Foto: Tomada de Redes Sociales

Aunque conozco muy bien sus nombres y hasta sus apodos, no los voy a mencionar. “¡Ni falta que hace”!, como hubiese dicho el gran escritor español Marcelino Menéndez Pelayo. Llevan sobre sus hombros la oscura carga de la drogadicción, y cada día, del modo más inútil y miserable se les acorta y desdibuja la vida de una manera muy lastimosa.  

La mayoría no recuerda cómo y cuándo comenzaron a hundirse en el cieno. “Pasó porque pasó”, me dijo una hace poco, al que ya la memoria no le alcanza ni funciona para precisar hasta dónde se remonta el origen de su tragedia.

Varios de los que más me han conmovido ni siquiera sufrían problemas económicos ni sentimentales. Muchos son jóvenes de buenas familias, convivientes de hogares armoniosos, donde reinan respeto y buenos modales.

No obstante, se dejaron arrastrar por el embullo y malsanas influencias, al punto que han llegado a robarle a su propios padres objetos de mucho valor para comprar lo que creen un placer y en realidad es su propio veneno. Los conozco que han llegado a agredir a las personas que más quieren y respetan y otros intentaron auto flagelarse y hasta atentar contra sus vidas.

Algunos eran talentos en ciernes. Con uno de ellos, amigo fiel y solidario en tiempos difíciles, solía conversar de lo humano y lo divino, mas ahora me esquiva, tal vez avergonzado, tal vez porque sabe que si me da una entrada le voy a sermonear.

Con otro llegué a intercambiar libros y nos poníamos al corriente de las buenas nuevas en materia de literatura. Recientemente sostuvimos una conversación. Me preguntó sobre mis últimas incursiones periodísticas y me pidió que le prestara un texto que lo amarrara.

En cuanto al consumo no trató de engañarme ni engañarse. Está consciente del mal que lo aqueja y corroe.  La madre le echó de la casa y se sabe culpable. Por suerte, una luz de esperanza se cuela por entre el olor sereno que sale de sus labios: “Voy a hacer las gestiones para ingresar en el hospital Gali García. Quiero salirme. No puedo seguir así”.

Entre quienes han conocido a varias de estas víctimas de su propia ignorancia e insensatez, no son pocos aquellos que afirman con escepticismo que al final todos recaen, y en buena medida tienen razón. Mas, en reconocer públicamente un estado personal de calamidad y mostrar disposición a dar un primer paso para curarse, está la pelea por la salvación, aunque después más de una vez sobrevenga una recaída.

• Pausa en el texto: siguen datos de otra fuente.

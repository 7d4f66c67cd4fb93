//! Hot-loop counters and promotion state.
//!
//! This module is placed in core_types so that both the interpreter and the
//! JIT compiler can observe loop state without depending on each other.
//!
//! State machine of one loop header:
//!
//! ```text
//! Counting --(count reaches threshold, CAS)--> Compiling --> Installed
//!                                                  \------> NotPromotable
//! ```
//!
//! The `Counting -> Compiling` transition is a compare-and-swap, so when a
//! function is shared between threads exactly one of them compiles a given
//! loop while the others keep interpreting.

use std::sync::atomic::{AtomicU64, AtomicU8, Ordering};

/// Default number of backward branches before a loop is promoted.
pub const HOT_LOOP_THRESHOLD: u32 = 10_000;

/// Promotion state of a loop header.
#[derive(Debug, Clone, Copy, PartialEq, Eq)]
#[repr(u8)]
pub enum LoopState {
    /// Interpreted; counting backward branches
    Counting = 0,
    /// One thread is compiling the loop
    Compiling = 1,
    /// Compiled code is installed
    Installed = 2,
    /// Compilation failed; the loop stays interpreted forever
    NotPromotable = 3,
}

impl From<u8> for LoopState {
    fn from(v: u8) -> Self {
        match v {
            1 => LoopState::Compiling,
            2 => LoopState::Installed,
            3 => LoopState::NotPromotable,
            _ => LoopState::Counting,
        }
    }
}

/// Outcome of recording one backward branch.
#[derive(Debug, Clone, Copy, PartialEq, Eq)]
pub enum Hotness {
    /// Keep interpreting
    Cold,
    /// The threshold was reached; the loop may now be compiled
    ReachedThreshold,
}

/// Iteration counter plus promotion state for one loop header.
///
/// # Examples
///
/// ```
/// use core_types::{HotCounter, Hotness, LoopState};
///
/// let counter = HotCounter::new();
/// assert_eq!(counter.record_backedge(2), Hotness::Cold);
/// assert_eq!(counter.record_backedge(2), Hotness::ReachedThreshold);
/// assert!(counter.try_begin_compile());
/// assert!(!counter.try_begin_compile());
/// counter.mark_installed();
/// assert_eq!(counter.state(), LoopState::Installed);
/// ```
#[derive(Debug)]
pub struct HotCounter {
    count: AtomicU64,
    state: AtomicU8,
}

impl HotCounter {
    /// Create a counter in the `Counting` state.
    pub const fn new() -> Self {
        Self {
            count: AtomicU64::new(0),
            state: AtomicU8::new(LoopState::Counting as u8),
        }
    }

    /// Record one executed backward branch.
    ///
    /// Returns [`Hotness::ReachedThreshold`] when the count is at or past
    /// `threshold` and the loop is still `Counting`. Callers then race on
    /// [`HotCounter::try_begin_compile`].
    #[inline]
    pub fn record_backedge(&self, threshold: u32) -> Hotness {
        let count = self.count.fetch_add(1, Ordering::Relaxed) + 1;
        if count >= u64::from(threshold) && self.state() == LoopState::Counting {
            Hotness::ReachedThreshold
        } else {
            Hotness::Cold
        }
    }

    /// Number of backward branches recorded so far.
    pub fn count(&self) -> u64 {
        self.count.load(Ordering::Relaxed)
    }

    /// Current promotion state.
    #[inline]
    pub fn state(&self) -> LoopState {
        LoopState::from(self.state.load(Ordering::Acquire))
    }

    /// Claim the right to compile this loop. Only one caller ever wins.
    pub fn try_begin_compile(&self) -> bool {
        self.state
            .compare_exchange(
                LoopState::Counting as u8,
                LoopState::Compiling as u8,
                Ordering::AcqRel,
                Ordering::Acquire,
            )
            .is_ok()
    }

    /// Publish that compiled code has been installed.
    pub fn mark_installed(&self) {
        self.state
            .store(LoopState::Installed as u8, Ordering::Release);
    }

    /// Permanently give up on promoting this loop.
    pub fn mark_not_promotable(&self) {
        self.state
            .store(LoopState::NotPromotable as u8, Ordering::Release);
    }
}

impl Default for HotCounter {
    fn default() -> Self {
        Self::new()
    }
}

Lo verdaderamente peligroso está en quienes padecen el mal y ni siquiera lo reconocen. Esos están condenados a rodar pendiente abajo, en un abismo sin fin.

Los supuestos placeres asociados al consumo de estupefacientes son solo eso: mitos. El consumo de drogas siempre conducirá a un callejón sin salida, de no retamar a tiempo a la abstinencia. La drogadicción siempre termina asociada a feos sinónimos: violencia, pillaje, delito…

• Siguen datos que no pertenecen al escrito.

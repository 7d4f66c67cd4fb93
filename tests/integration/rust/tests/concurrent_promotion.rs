//! Promotion of a function shared by VMs on several threads
//!
//! Loop records live in the loaded function, so however many threads reach
//! the threshold at once, exactly one compilation is installed.

use std::sync::Arc;
use std::thread;

use basalt_cli::demos;
use core_types::{LoopState, TaggedValue};
use integration_tests::shared_backend;
use interpreter::{JitEventLog, LoopCompiler, Vm, VmConfig};

const THREADS: usize = 4;

#[test]
fn test_shared_function_compiles_once() {
    let backend = shared_backend();
    let events = JitEventLog::new();
    let config = VmConfig::default().with_threshold(200);

    let compiler: Arc<dyn LoopCompiler> = backend.clone();
    let mut loader = Vm::with_event_log(config.clone(), Some(compiler.clone()), events.clone());
    let function = loader.load(demos::sum_below(20_000)).unwrap();

    let handles: Vec<_> = (0..THREADS)
        .map(|_| {
            let function = Arc::clone(&function);
            let compiler = compiler.clone();
            let events = events.clone();
            let config = config.clone();
            thread::spawn(move || {
                let mut vm = Vm::with_event_log(config, Some(compiler), events);
                vm.execute(&function, &[]).unwrap()
            })
        })
        .collect();

    for handle in handles {
        assert_eq!(handle.join().unwrap(), TaggedValue::Int(199_990_000));
    }

    assert_eq!(backend.compiled_count(), 1);
    assert_eq!(events.compiled_count(), 1);
    assert_eq!(
        function.existing_record(3).unwrap().state(),
        LoopState::Installed
    );
}

#[test]
fn test_threads_reuse_installed_code() {
    let backend = shared_backend();
    let config = VmConfig::default().with_threshold(50);

    let mut first = Vm::with_compiler(config.clone(), backend.clone());
    let function = first.load(demos::sum_below(1_000)).unwrap();
    assert_eq!(first.execute(&function, &[]).unwrap(), TaggedValue::Int(499_500));

    let shared = Arc::clone(&function);
    let second = thread::spawn(move || {
        let mut vm = Vm::with_config(config);
        vm.execute(&shared, &[]).unwrap()
    });
    assert_eq!(second.join().unwrap(), TaggedValue::Int(499_500));
    assert_eq!(backend.compiled_count(), 1);
}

Sin embargo, no es justo, ni moral, ni lícito volverle la espalda a quien padece una de las peores enfermedades que puedan sufrir los seres humanos, sobre todo a aquellos que, aunque cegados por las drogas, un día esgrimieron la utilidad de la virtud, como mi amigo, ese a quien, a pesar de mi temor a prestar mis libros, se ganó que le abriera las puertas de mi biblioteca.

Nos toca estar muy atentos, dentro y fuera del hogar, a fin de tender la mano a quien ya enfermó, y pretenda dar un paso hacia la salvación, pero sobre todo, para que la medicina preventiva termine por imponerse.